More than 7,000 languages are currently spoken on this planet and Meta seemingly wants to understand them all. Six months ago, the company launched its ambitious No Language Left Behind (NLLB) project, training AI to translate seamlessly between numerous languages without having to go through English first. On Wednesday, the company announced its first big success, dubbed NLLB-200. It's an AI model that can speak in 200 tongues, including a number of less-widely spoken languages from across Asia and Africa, like Lao and Kamba.
According to a Wednesday blog post from the company, NLLB-200 can translate 55 African languages with “high-quality results.” Meta boasts that the model’s performance on the FLORES-101 benchmark surpassed existing state-of-the-art models by 44 percent on average, and by as much as 70 percent for select African and Indian dialects.

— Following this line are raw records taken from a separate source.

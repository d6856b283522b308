//! Tag comparison.
//!
//! Semver-aware parsing, transformation, filtering and ordering of image
//! tags. Everything here is pure; callers decide what to do with the
//! resulting candidates.

use regex::Regex;
use semver::Version;
use serde::{Deserialize, Serialize};
use std::cmp::Ordering;
use std::sync::OnceLock;

fn coerce_regex() -> Option<&'static Regex> {
    static RE: OnceLock<Option<Regex>> = OnceLock::new();
    RE.get_or_init(|| {
        Regex::new(r"(?:^|\D)(\d{1,16})(?:\.(\d{1,16}))?(?:\.(\d{1,16}))?(?:$|\D)").ok()
    })
    .as_ref()
}

/// Parse a tag as semver.
///
/// A strict parse is attempted first (after dropping a leading `v` or `=`);
/// failing that, the first `N[.N[.N]]` run is coerced, so `1.25` becomes
/// `1.25.0` and `3.18-alpine` becomes `3.18.0`. Tags without digits, such as
/// `latest`, are not semver.
pub fn parse_semver(raw: &str) -> Option<Version> {
    let cleaned = raw
        .trim()
        .trim_start_matches(|c: char| c == '=' || c == 'v' || c == 'V');
    if let Ok(version) = Version::parse(cleaned) {
        return Some(version);
    }
    coerce(raw)
}

fn coerce(raw: &str) -> Option<Version> {
    let caps = coerce_regex()?.captures(raw)?;
    let part = |i: usize| -> Option<u64> {
        match caps.get(i) {
            Some(m) => m.as_str().parse().ok(),
            None => Some(0),
        }
    };
    Some(Version::new(part(1)?, part(2)?, part(3)?))
}

/// True when `candidate` is a strictly greater semver than `reference`.
pub fn is_greater_semver(candidate: &str, reference: &str) -> bool {
    match (parse_semver(candidate), parse_semver(reference)) {
        (Some(a), Some(b)) => a > b,
        _ => false,
    }
}

/// Apply a `<regex> => <replacement>` formula to a tag.
///
/// Capture groups are referenced as `$1`, `$2`, ... in the replacement. A
/// missing, malformed or non-matching formula leaves the tag unchanged.
pub fn transform_tag(formula: Option<&str>, tag: &str) -> String {
    let Some(formula) = formula.filter(|f| !f.trim().is_empty()) else {
        return tag.to_string();
    };
    let Some((pattern, replacement)) = formula.split_once("=>") else {
        tracing::warn!(formula, "Invalid tag transform formula");
        return tag.to_string();
    };
    let regex = match Regex::new(pattern.trim()) {
        Ok(regex) => regex,
        Err(e) => {
            tracing::warn!(formula, error = %e, "Invalid tag transform regex");
            return tag.to_string();
        }
    };
    match regex.captures(tag) {
        Some(caps) => {
            let mut out = String::new();
            caps.expand(replacement.trim(), &mut out);
            out
        }
        None => tag.to_string(),
    }
}

/// Lexicographically descending, deduplicated tag list.
pub fn sort_tags_desc(mut tags: Vec<String>) -> Vec<String> {
    tags.sort_unstable_by(|a, b| b.cmp(a));
    tags.dedup();
    tags
}

/// Semver distance between two versions
#[derive(Debug, Clone, Copy, PartialEq, Eq, Serialize, Deserialize)]
#[serde(rename_all = "lowercase")]
pub enum SemverDiff {
    Major,
    Minor,
    Patch,
    Prerelease,
    Unknown,
}

/// Classify the difference between a local and a remote tag.
pub fn semver_diff(local: &str, remote: &str) -> SemverDiff {
    let (Some(a), Some(b)) = (parse_semver(local), parse_semver(remote)) else {
        return SemverDiff::Unknown;
    };
    if a.major != b.major {
        SemverDiff::Major
    } else if a.minor != b.minor {
        SemverDiff::Minor
    } else if a.patch != b.patch {
        SemverDiff::Patch
    } else if a.pre != b.pre {
        SemverDiff::Prerelease
    } else {
        SemverDiff::Unknown
    }
}

/// Tag selection rules attached to a container through labels
#[derive(Debug, Clone, Copy, Default)]
pub struct TagFilter<'a> {
    /// Keep only tags matching this regex
    pub include: Option<&'a str>,
    /// Drop tags matching this regex
    pub exclude: Option<&'a str>,
    /// `<regex> => <replacement>` applied before semver comparison
    pub transform: Option<&'a str>,
}

impl<'a> TagFilter<'a> {
    /// Keep tags matching `include` and not matching `exclude`.
    ///
    /// An invalid regex is logged and ignored rather than filtering
    /// everything out.
    pub fn filter(&self, tags: &[String]) -> Vec<String> {
        let include = self.include.and_then(|p| compile("include", p));
        let exclude = self.exclude.and_then(|p| compile("exclude", p));
        tags.iter()
            .filter(|tag| include.as_ref().map_or(true, |re| re.is_match(tag)))
            .filter(|tag| exclude.as_ref().map_or(true, |re| !re.is_match(tag)))
            .cloned()
            .collect()
    }

    /// Remote tags that are newer than `local_tag`, best first.
    ///
    /// Only a semver local tag yields candidates: remote tags must be semver
    /// after transformation and strictly greater than the local one. A
    /// non-semver local tag (e.g. `latest`) never proposes another tag and
    /// relies on digest watching instead.
    pub fn candidates(&self, local_tag: &str, local_is_semver: bool, tags: &[String]) -> Vec<String> {
        if !local_is_semver {
            return Vec::new();
        }
        let local = transform_tag(self.transform, local_tag);
        let Some(local_version) = parse_semver(&local) else {
            return Vec::new();
        };

        let mut versioned: Vec<(Version, String)> = self
            .filter(tags)
            .into_iter()
            .filter_map(|tag| {
                let version = parse_semver(&transform_tag(self.transform, &tag))?;
                (version > local_version).then_some((version, tag))
            })
            .collect();

        versioned.sort_by(|(a, tag_a), (b, tag_b)| match b.cmp(a) {
            Ordering::Equal => tag_b.cmp(tag_a),
            other => other,
        });
        versioned.into_iter().map(|(_, tag)| tag).collect()
    }
}

fn compile(kind: &str, pattern: &str) -> Option<Regex> {
    if pattern.is_empty() {
        return None;
    }
    match Regex::new(pattern) {
        Ok(regex) => Some(regex),
        Err(e) => {
            tracing::warn!(kind, pattern, error = %e, "Ignoring invalid tag regex");
            None
        }
    }
}

/// Render a link template for a tag.
///
/// Supports `${raw}` always and `${major}`, `${minor}`, `${patch}`,
/// `${prerelease}` when the tag is semver.
pub fn render_link(template: &str, tag: &str, is_semver: bool) -> String {
    let mut link = replace_placeholder(template, "raw", tag);
    if is_semver {
        if let Some(version) = parse_semver(tag) {
            let prerelease = version
                .pre
                .as_str()
                .split('.')
                .next()
                .unwrap_or_default()
                .to_string();
            link = replace_placeholder(&link, "major", &version.major.to_string());
            link = replace_placeholder(&link, "minor", &version.minor.to_string());
            link = replace_placeholder(&link, "patch", &version.patch.to_string());
            link = replace_placeholder(&link, "prerelease", &prerelease);
        }
    }
    link
}

fn replace_placeholder(template: &str, name: &str, value: &str) -> String {
    let pattern = format!(r"\$\{{\s*{}\s*\}}", name);
    match Regex::new(&pattern) {
        Ok(regex) => regex.replace_all(template, regex::NoExpand(value)).into_owned(),
        Err(_) => template.to_string(),
    }
}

Translating between any two given languages — especially if neither of them is English — has proven a significant challenge to AI language models because, in part, many of these translation systems rely on written data scraped from the internet to train on. Super easy to do if you speak what this sentence is in, much more difficult if you’re looking for quality content in Fan or Kikuyu.
Like most of its other publicly promoted AI programs, Meta has decided to open-source NLLB-200 as well as provide $200,000 in grants to nonprofits to develop real-world applications for the technology. Applications like Facebook News Feed or Instagram, for example. “Imagine visiting a favorite Facebook group, coming across a post in Igbo or Luganda, and being able to understand it in your own language with just a click of a button,” the Meta post hypothesized. You can get a sense of how the new model works on Meta’s demo site.